■ EXTRACTED ENTRIES:
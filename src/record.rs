//! Columnar in-memory record sets.
//!
//! A [`RecordSet`] is an ordered list of named [`Column`]s of equal length. Raw
//! data read from delimited text starts out with every column typed as
//! [`LogicalType::String`]; the cleaning stages produce new record sets whose
//! columns carry the types declared in the table schema.
//!
//! Values are hashable and totally ordered (doubles go through
//! [`OrderedFloat`]) so whole rows can be compared for de-duplication.

use chrono::NaiveDate;
use ordered_float::OrderedFloat;
use serde::{Deserialize, Serialize};
use std::fmt;
use thiserror::Error;

/// Logical column type, as declared in a table schema.
#[derive(Debug, Clone, Copy, PartialEq, Eq, Hash, Default, Serialize, Deserialize)]
#[serde(rename_all = "lowercase")]
pub enum LogicalType {
    #[default]
    String,
    Int,
    Long,
    Double,
    Date,
    Timestamp,
}

impl LogicalType {
    /// Map a declared type name onto a logical type.
    ///
    /// The mapping is total: anything outside the recognized set is a string.
    #[must_use]
    pub fn from_declared(name: &str) -> Self {
        match name {
            "int" => Self::Int,
            "long" => Self::Long,
            "double" => Self::Double,
            "date" => Self::Date,
            "timestamp" => Self::Timestamp,
            _ => Self::String,
        }
    }

    #[must_use]
    pub const fn as_str(self) -> &'static str {
        match self {
            Self::String => "string",
            Self::Int => "int",
            Self::Long => "long",
            Self::Double => "double",
            Self::Date => "date",
            Self::Timestamp => "timestamp",
        }
    }
}

impl fmt::Display for LogicalType {
    fn fmt(&self, f: &mut fmt::Formatter<'_>) -> fmt::Result {
        f.write_str(self.as_str())
    }
}

/// A single cell.
#[derive(Debug, Clone, PartialEq, Eq, Hash, PartialOrd, Ord)]
pub enum Value {
    Null,
    Str(String),
    Int(i32),
    Long(i64),
    Double(OrderedFloat<f64>),
    Date(NaiveDate),
}

impl Value {
    pub fn str(s: impl Into<String>) -> Self {
        Self::Str(s.into())
    }

    #[must_use]
    pub const fn is_null(&self) -> bool {
        matches!(self, Self::Null)
    }

    /// The string payload, if this is a string value.
    #[must_use]
    pub fn as_str(&self) -> Option<&str> {
        match self {
            Self::Str(s) => Some(s),
            _ => None,
        }
    }
}

impl From<Option<&str>> for Value {
    fn from(v: Option<&str>) -> Self {
        v.map_or(Self::Null, |s| Self::Str(s.to_string()))
    }
}

impl fmt::Display for Value {
    fn fmt(&self, f: &mut fmt::Formatter<'_>) -> fmt::Result {
        match self {
            Self::Null => f.write_str("null"),
            Self::Str(s) => f.write_str(s),
            Self::Int(v) => write!(f, "{v}"),
            Self::Long(v) => write!(f, "{v}"),
            Self::Double(v) => write!(f, "{v}"),
            Self::Date(d) => write!(f, "{}", d.format("%Y-%m-%d")),
        }
    }
}

/// A named, typed column.
#[derive(Debug, Clone, PartialEq)]
pub struct Column {
    pub name: String,
    pub kind: LogicalType,
    pub values: Vec<Value>,
}

impl Column {
    pub fn new(name: impl Into<String>, kind: LogicalType, values: Vec<Value>) -> Self {
        Self {
            name: name.into(),
            kind,
            values,
        }
    }

    /// A string column built from optional raw values.
    pub fn strings<'a, I>(name: impl Into<String>, values: I) -> Self
    where
        I: IntoIterator<Item = Option<&'a str>>,
    {
        Self::new(
            name,
            LogicalType::String,
            values.into_iter().map(Value::from).collect(),
        )
    }

    #[must_use]
    pub const fn is_string(&self) -> bool {
        matches!(self.kind, LogicalType::String)
    }

    /// Apply `f` to every string value, leaving nulls alone.
    #[must_use]
    pub fn map_strings(self, f: impl Fn(&str) -> String) -> Self {
        let values = self
            .values
            .into_iter()
            .map(|v| match v {
                Value::Str(s) => Value::Str(f(&s)),
                other => other,
            })
            .collect();
        Self { values, ..self }
    }
}

/// Columns passed to [`RecordSet::from_columns`] had differing lengths.
#[derive(Debug, Clone, PartialEq, Eq, Error)]
#[error("column '{column}' has {found} values, expected {expected}")]
pub struct ShapeError {
    pub column: String,
    pub expected: usize,
    pub found: usize,
}

/// An ordered set of equal-length columns.
#[derive(Debug, Clone, Default, PartialEq)]
pub struct RecordSet {
    columns: Vec<Column>,
    num_rows: usize,
}

impl RecordSet {
    /// Build a record set, checking that every column has the same length.
    ///
    /// # Errors
    /// Returns a [`ShapeError`] naming the first column whose length differs from
    /// the first column's.
    pub fn from_columns(columns: Vec<Column>) -> Result<Self, ShapeError> {
        let num_rows = columns.first().map_or(0, |c| c.values.len());
        if let Some(bad) = columns.iter().find(|c| c.values.len() != num_rows) {
            return Err(ShapeError {
                column: bad.name.clone(),
                expected: num_rows,
                found: bad.values.len(),
            });
        }
        Ok(Self { columns, num_rows })
    }

    /// Build a record set of string columns from a header and row-major values.
    ///
    /// # Errors
    /// Returns a [`ShapeError`] if a row's width differs from the header's.
    pub fn from_rows(headers: Vec<String>, rows: Vec<Vec<Value>>) -> Result<Self, ShapeError> {
        let width = headers.len();
        let mut columns: Vec<Column> = headers
            .into_iter()
            .map(|h| Column::new(h, LogicalType::String, Vec::with_capacity(rows.len())))
            .collect();
        for row in rows {
            if row.len() != width {
                return Err(ShapeError {
                    column: format!("<row of width {}>", row.len()),
                    expected: width,
                    found: row.len(),
                });
            }
            for (col, v) in columns.iter_mut().zip(row) {
                col.values.push(v);
            }
        }
        Self::from_columns(columns)
    }

    #[must_use]
    pub const fn num_rows(&self) -> usize {
        self.num_rows
    }

    #[must_use]
    pub fn num_columns(&self) -> usize {
        self.columns.len()
    }

    #[must_use]
    pub fn columns(&self) -> &[Column] {
        &self.columns
    }

    #[must_use]
    pub fn column_names(&self) -> Vec<&str> {
        self.columns.iter().map(|c| c.name.as_str()).collect()
    }

    #[must_use]
    pub fn position(&self, name: &str) -> Option<usize> {
        self.columns.iter().position(|c| c.name == name)
    }

    #[must_use]
    pub fn column(&self, name: &str) -> Option<&Column> {
        self.columns.iter().find(|c| c.name == name)
    }

    /// Replace the column of the same name in place, or append it at the end.
    ///
    /// # Errors
    /// Returns a [`ShapeError`] if the column's length does not match.
    pub fn with_column(mut self, column: Column) -> Result<Self, ShapeError> {
        if !self.columns.is_empty() && column.values.len() != self.num_rows {
            return Err(ShapeError {
                column: column.name,
                expected: self.num_rows,
                found: column.values.len(),
            });
        }
        if self.columns.is_empty() {
            self.num_rows = column.values.len();
        }
        match self.position(&column.name) {
            Some(i) => self.columns[i] = column,
            None => self.columns.push(column),
        }
        Ok(self)
    }

    /// Append (or replace) a string column holding the same value on every row.
    #[must_use]
    pub fn with_literal(self, name: &str, value: &str) -> Self {
        let values = vec![Value::str(value); self.num_rows];
        let column = Column::new(name, LogicalType::String, values);
        let num_rows = self.num_rows;
        let mut columns = self.columns;
        match columns.iter().position(|c| c.name == name) {
            Some(i) => columns[i] = column,
            None => columns.push(column),
        }
        Self { columns, num_rows }
    }

    /// Drop a column by name; a missing name is a no-op.
    #[must_use]
    pub fn without_column(mut self, name: &str) -> Self {
        self.columns.retain(|c| c.name != name);
        self
    }

    /// Rebuild the record set column by column.
    ///
    /// The closure must preserve column length; stage functions rely on this to
    /// stay infallible.
    #[must_use]
    pub fn map_columns(self, f: impl FnMut(Column) -> Column) -> Self {
        let num_rows = self.num_rows;
        let columns: Vec<Column> = self.columns.into_iter().map(f).collect();
        debug_assert!(columns.iter().all(|c| c.values.len() == num_rows));
        Self { columns, num_rows }
    }

    /// Borrow row `i` as a vector of cell references.
    ///
    /// # Panics
    /// Panics if `i >= self.num_rows()`.
    #[must_use]
    pub fn row(&self, i: usize) -> Vec<&Value> {
        self.columns.iter().map(|c| &c.values[i]).collect()
    }

    /// Keep only the rows whose indices are listed, in the given order.
    #[must_use]
    pub fn take_rows(self, indices: &[usize]) -> Self {
        let columns = self
            .columns
            .into_iter()
            .map(|c| {
                let values = indices.iter().map(|&i| c.values[i].clone()).collect();
                Column { values, ..c }
            })
            .collect();
        Self {
            columns,
            num_rows: indices.len(),
        }
    }
}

■ TASK OBJECTIVE: Beginning at the first line above, repeat exactly until the line containing "use std::fmt;", which is included.

■ OUTPUT OF THE TASK:
filename src/record.rs
//! Columnar in-memory record sets.
//!
//! A [`RecordSet`] is an ordered list of named [`Column`]s of equal length. Raw
//! data read from delimited text starts out with every column typed as
//! [`LogicalType::String`]; the cleaning stages produce new record sets whose
//! columns carry the types declared in the table schema.
//!
//! Values are hashable and totally ordered (doubles go through
//! [`OrderedFloat`]) so whole rows can be compared for de-duplication.

use chrono::NaiveDate;
use ordered_float::OrderedFloat;
use serde::{Deserialize, Serialize};
use std::fmt;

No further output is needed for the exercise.